ASSIGNMENT → What follows is a block of records; restate each one word for word.

-------

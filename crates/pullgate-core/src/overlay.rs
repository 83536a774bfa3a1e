//! Constant-time overlay presence registry.
//!
//! Instead of scanning the element tree for open dialogs on every
//! query, overlay components announce themselves here on activation
//! and withdraw on deactivation. Registration is scoped: dropping the
//! returned [`OverlayGuard`] withdraws the overlay, so a dialog that
//! unwinds early can never leave a stale "blocking UI" flag behind.

use rustc_hash::FxHashSet;
use std::cell::{Cell, RefCell};
use std::rc::Rc;

/// Identity of a registered overlay, used to tag pointer events whose
/// hit target lives inside that overlay.
#[derive(Clone, Copy, Debug, PartialEq, Eq, Hash)]
pub struct OverlayId(u64);

/// Shared handle to the overlay registry. Cloning is cheap; all clones
/// observe the same set of open overlays.
#[derive(Clone, Default)]
pub struct OverlayRegistry {
    inner: Rc<RegistryInner>,
}

#[derive(Default)]
struct RegistryInner {
    open: RefCell<FxHashSet<OverlayId>>,
    next_id: Cell<u64>,
}

impl OverlayRegistry {
    pub fn new() -> Self {
        Self::default()
    }

    /// Announces an overlay. The overlay counts as open until the
    /// returned guard is dropped.
    #[must_use = "the overlay is withdrawn as soon as the guard is dropped"]
    pub fn register(&self) -> OverlayGuard {
        let id = OverlayId(self.inner.next_id.get());
        self.inner.next_id.set(id.0 + 1);
        self.inner.open.borrow_mut().insert(id);
        OverlayGuard {
            registry: Rc::clone(&self.inner),
            id,
        }
    }

    /// Whether any overlay is currently blocking gestures.
    pub fn is_overlay_open(&self) -> bool {
        !self.inner.open.borrow().is_empty()
    }

    /// Whether a hit target sits inside a still-open overlay.
    ///
    /// `None` (null or foreign targets) and ids whose overlay has
    /// already been withdrawn both resolve to `false`.
    pub fn is_inside_overlay(&self, overlay: Option<OverlayId>) -> bool {
        match overlay {
            Some(id) => self.inner.open.borrow().contains(&id),
            None => false,
        }
    }
}

/// Scoped overlay registration. Withdraws the overlay on drop.
pub struct OverlayGuard {
    registry: Rc<RegistryInner>,
    id: OverlayId,
}

impl OverlayGuard {
    /// Id the host uses to tag pointer events hitting this overlay.
    pub fn id(&self) -> OverlayId {
        self.id
    }
}

impl Drop for OverlayGuard {
    fn drop(&mut self) {
        self.registry.open.borrow_mut().remove(&self.id);
    }
}

#[cfg(test)]
mod tests {
    use super::*;

    #[test]
    fn registry_starts_closed() {
        let registry = OverlayRegistry::new();
        assert!(!registry.is_overlay_open());
    }

    #[test]
    fn register_opens_and_drop_closes() {
        let registry = OverlayRegistry::new();
        let guard = registry.register();
        assert!(registry.is_overlay_open());
        drop(guard);
        assert!(!registry.is_overlay_open());
    }

    #[test]
    fn stays_open_while_any_overlay_remains() {
        let registry = OverlayRegistry::new();
        let first = registry.register();
        let second = registry.register();
        drop(first);
        assert!(registry.is_overlay_open());
        drop(second);
        assert!(!registry.is_overlay_open());
    }

    #[test]
    fn inside_overlay_resolves_null_and_stale_targets_to_false() {
        let registry = OverlayRegistry::new();
        assert!(!registry.is_inside_overlay(None));

        let guard = registry.register();
        let id = guard.id();
        assert!(registry.is_inside_overlay(Some(id)));

        drop(guard);
        assert!(!registry.is_inside_overlay(Some(id)));
    }

    #[test]
    fn clones_share_one_open_set() {
        let registry = OverlayRegistry::new();
        let view = registry.clone();
        let _guard = registry.register();
        assert!(view.is_overlay_open());
    }
}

-------

SOLUTION TO THE EXERCISE →
filename crates/pullgate-core/src/overlay.rs
repository 83536a774bfa3a1e
//! Constant-time overlay presence registry.
//!
//! Instead of scanning the element tree for open dialogs on every
//! query, overlay components announce themselves here on activation
//! and withdraw on deactivation. Registration is scoped: dropping the
//! returned [`OverlayGuard`] withdraws the overlay, so a dialog that
//! unwinds early can never leave a stale "blocking UI" flag behind.

use rustc_hash::FxHashSet;
use std::cell::{Cell, RefCell};
use std::rc::Rc;

/// Identity of a registered overlay, used to tag pointer events whose
/// hit target lives inside that overlay.
#[derive(Clone, Copy, Debug, PartialEq, Eq, Hash)]
pub struct OverlayId(u64);

/// Shared handle to the overlay registry. Cloning is cheap; all clones
/// observe the same set of open overlays.
#[derive(Clone, Default)]
pub struct OverlayRegistry {
    inner: Rc<RegistryInner>,
}

#[derive(Default)]
struct RegistryInner {
    open: RefCell<FxHashSet<OverlayId>>,
    next_id: Cell<u64>,
}

impl OverlayRegistry {
    pub fn new() -> Self {
        Self::default()
    }

    /// Announces an overlay. The overlay counts as open until the
    /// returned guard is dropped.
    #[must_use = "the overlay is withdrawn as soon as the guard is dropped"]
    pub fn register(&self) -> OverlayGuard {
        let id = OverlayId(self.inner.next_id.get());
        self.inner.next_id.set(id.0 + 1);
        self.inner.open.borrow_mut().insert(id);
        OverlayGuard {
            registry: Rc::clone(&self.inner),
            id,
        }
    }

    /// Whether any overlay is currently blocking gestures.
    pub fn is_overlay_open(&self) -> bool {
        !self.inner.open.borrow().is_empty()
    }

    /// Whether a hit target sits inside a still-open overlay.
    ///
    /// `None` (null or foreign targets) and ids whose overlay has
    /// already been withdrawn both resolve to `false`.
    pub fn is_inside_overlay(&self, overlay: Option<OverlayId>) -> bool {
        match overlay {
            Some(id) => self.inner.open.borrow().contains(&id),
            None => false,
        }
    }
}

/// Scoped overlay registration. Withdraws the overlay on drop.
pub struct OverlayGuard {
    registry: Rc<RegistryInner>,
    id: OverlayId,
}

impl OverlayGuard {
    /// Id the host uses to tag pointer events hitting this overlay.
    pub fn id(&self) -> OverlayId {
        self.id
    }
}

impl Drop for OverlayGuard {
    fn drop(&mut self) {
        self.registry.open.borrow_mut().remove(&self.id);
    }
}

#[cfg(test)]
mod tests {
    use super::*;

    #[test]
    fn registry_starts_closed() {
        let registry = OverlayRegistry::new();
        assert!(!registry.is_overlay_open());
    }

    #[test]
    fn register_opens_and_drop_closes() {
        let registry = OverlayRegistry::new();
        let guard = registry.register();
        assert!(registry.is_overlay_open());
        drop(guard);
        assert!(!registry.is_overlay_open());
    }

    #[test]
    fn stays_open_while_any_overlay_remains() {
        let registry = OverlayRegistry::new();
        let first = registry.register();
        let second = registry.register();
        drop(first);
        assert!(registry.is_overlay_open());
        drop(second);
        assert!(!registry.is_overlay_open());
    }

    #[test]
    fn inside_overlay_resolves_null_and_stale_targets_to_false() {
        let registry = OverlayRegistry::new();
        assert!(!registry.is_inside_overlay(None));

        let guard = registry.register();
        let id = guard.id();
        assert!(registry.is_inside_overlay(Some(id)));

        drop(guard);
        assert!(!registry.is_inside_overlay(Some(id)));
    }

    #[test]
    fn clones_share_one_open_set() {
        let registry = OverlayRegistry::new();
        let view = registry.clone();
        let _guard = registry.register();
        assert!(view.is_overlay_open());
    }
}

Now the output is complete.